» **GOAL OF THE EXERCISE**
Look through the lines below for the word "consumer", and copy every line that has it.

SUPPLIED MATERIAL: Begin

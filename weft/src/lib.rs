//! Weft is an agent messaging fabric: independently deployed agent
//! processes exchange typed envelopes over a topic-routed broker, subscribe
//! with durable consumer groups, correlate asynchronous replies to
//! outstanding requests, and dispatch incoming messages to registered
//! per-type handlers.
//!
//! This crate is the family entrypoint: it re-exports the component crates
//! under one roof.
//!
//! - [`bus`]: the broker abstraction (envelope, topics, traits) and the
//!   in-process transport;
//! - [`amqp`]: the AMQP transport built on `lapin`;
//! - [`agent`]: typed dispatch, request correlation, the tool router, and
//!   the agent-to-agent task protocol;
//! - [`core`]: the global fabric context and graceful shutdown;
//! - [`sync`] and [`util`]: the supporting primitives.
//!
//! A process that uses any of the components should await [`weft_shutdown`]
//! as the last thing before returning from its main logic, giving the
//! background workloads (connections, consumer pumps, proxies) their window
//! to wind down.
#![deny(missing_docs)]
#![cfg_attr(test, deny(warnings))]

pub use weft_core::{weft_shutdown, FabricContext, FabricSpindown, TerminationCause};

/// The broker abstraction and the in-process transport.
pub mod bus {
    pub use weft_bus::*;
}

/// The AMQP transport.
pub mod amqp {
    pub use weft_amqp::*;
}

/// Typed dispatch, correlation, tools, and the task protocol.
pub mod agent {
    pub use weft_agent::*;
}

/// The global context and spindown registry.
pub mod core {
    pub use weft_core::*;
}

/// Synchronization primitives.
pub mod sync {
    pub use weft_sync::*;
}

/// Utilities.
pub mod util {
    pub use weft_util::*;
}

/// The most commonly used items in one import.
pub mod prelude {
    pub use weft_agent::{
        AgentHost, Consume, HandlerContext, HandlerFault, HostConfig, OutboundReply, ProxyConfig,
        RequestProxy, Respond, ToolExecutor, ToolRegistry, ToolRouter,
    };
    pub use weft_amqp::{AmqpConfig, AmqpTransport};
    pub use weft_bus::{
        Envelope, InProcessBus, MessageHandler, MessageResult, Publish, Subscribe, Topic,
        TopicPattern,
    };
    pub use weft_core::{weft_shutdown, FabricContext};
}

SUPPLIED MATERIAL: End

» **YOUR RESPONSE**
//! with durable consumer groups, correlate asynchronous replies to
//! background workloads (connections, consumer pumps, proxies) their window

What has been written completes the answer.